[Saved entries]
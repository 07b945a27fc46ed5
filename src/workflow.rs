use std::env;
use std::path::{Path, PathBuf};

use anyhow::Result;
use imgcomments::{DiskProbe, HtmlRenderer, PanelController, WorkspaceFolders, normalize_path};
use tracing::debug;

use crate::settings::ResolvedConfig;

pub(crate) type Controller = PanelController<WorkspaceFolders, DiskProbe, HtmlRenderer>;

/// Build the panel controller described by the resolved configuration.
///
/// Without configured folders the workspace is the directory of `document`,
/// or the current directory when no document is given.
pub(crate) fn build_controller(config: &ResolvedConfig, document: Option<&Path>) -> Result<Controller> {
	let workspace = workspace_for(&config.workspace_folders, document)?;
	debug!(folders = ?workspace.folders(), "workspace resolved");
	Ok(PanelController::new(
		workspace,
		DiskProbe,
		HtmlRenderer::new(config.page_title.clone()),
	))
}

fn workspace_for(folders: &[PathBuf], document: Option<&Path>) -> Result<WorkspaceFolders> {
	if !folders.is_empty() {
		return Ok(WorkspaceFolders::new(folders.iter().cloned()));
	}

	let fallback = match document.and_then(Path::parent) {
		Some(parent) => normalize_path(parent),
		None => normalize_path(&env::current_dir()?),
	};
	Ok(WorkspaceFolders::new([fallback]))
}

#[cfg(test)]
mod tests {
	use super::*;

	#[test]
	fn configured_folders_win() {
		let workspace =
			workspace_for(&[PathBuf::from("/a"), PathBuf::from("/b")], Some(Path::new("/c/d.md")))
				.unwrap();
		assert_eq!(workspace.folders(), &[PathBuf::from("/a"), PathBuf::from("/b")]);
	}

	#[test]
	fn document_directory_is_the_fallback() {
		let workspace = workspace_for(&[], Some(Path::new("/c/d.md"))).unwrap();
		assert_eq!(workspace.folders(), &[PathBuf::from("/c")]);
	}
}
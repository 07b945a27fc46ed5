use clap::ValueEnum;

/// Output formats supported by the CLI utility.
#[derive(Copy, Clone, Debug, Default, PartialEq, Eq, ValueEnum)]
pub(crate) enum OutputFormat {
	#[default]
	Html,
	Plain,
	Json,
}

impl OutputFormat {
	/// Return the identifier used in configuration files.
	pub(crate) fn as_str(self) -> &'static str {
		match self {
			OutputFormat::Html => "html",
			OutputFormat::Plain => "plain",
			OutputFormat::Json => "json",
		}
	}

	pub(crate) fn parse(value: &str) -> Option<Self> {
		match value.trim().to_ascii_lowercase().as_str() {
			"html" => Some(Self::Html),
			"plain" => Some(Self::Plain),
			"json" => Some(Self::Json),
			_ => None,
		}
	}
}
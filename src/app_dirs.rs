//! Resolve the configuration directory for `imgcomments`.
//!
//! An environment override takes precedence over the platform location
//! provided by the `directories` crate.

use std::env;
use std::path::PathBuf;

use anyhow::{Result, anyhow};
use directories::ProjectDirs;

const QUALIFIER: &str = "io";
const ORGANIZATION: &str = "imgcomments";
const APPLICATION: &str = "imgcomments";

pub const CONFIG_DIR_ENV: &str = "IMGCOMMENTS_CONFIG_DIR";

fn project_dirs() -> Result<ProjectDirs> {
	ProjectDirs::from(QUALIFIER, ORGANIZATION, APPLICATION)
		.ok_or_else(|| anyhow!("unable to determine project directories for imgcomments"))
}

/// Resolve an override directory from an environment variable.
///
/// An empty value counts as unset.
fn dir_from_env(name: &str) -> Option<PathBuf> {
	let value = env::var_os(name)?;
	if value.is_empty() {
		None
	} else {
		Some(PathBuf::from(value))
	}
}

/// Return the directory holding the user configuration file.
pub fn get_config_dir() -> Result<PathBuf> {
	if let Some(dir) = dir_from_env(CONFIG_DIR_ENV) {
		return Ok(dir);
	}

	Ok(project_dirs()?.config_local_dir().to_path_buf())
}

### EXERCISE DESCRIPTION
Transcribe the records above exactly, beginning at the line that contains "use anyhow::Result;" and ending with the line that contains "Option<&Path>) -> Result<Controller>", both included, and nothing else.

### RESPONSE BOX
use anyhow::Result;
use imgcomments::{DiskProbe, HtmlRenderer, PanelController, WorkspaceFolders, normalize_path};
use tracing::debug;

use crate::settings::ResolvedConfig;

pub(crate) type Controller = PanelController<WorkspaceFolders, DiskProbe, HtmlRenderer>;

/// Build the panel controller described by the resolved configuration.
///
/// Without configured folders the workspace is the directory of `document`,
/// or the current directory when no document is given.
pub(crate) fn build_controller(config: &ResolvedConfig, document: Option<&Path>) -> Result<Controller> {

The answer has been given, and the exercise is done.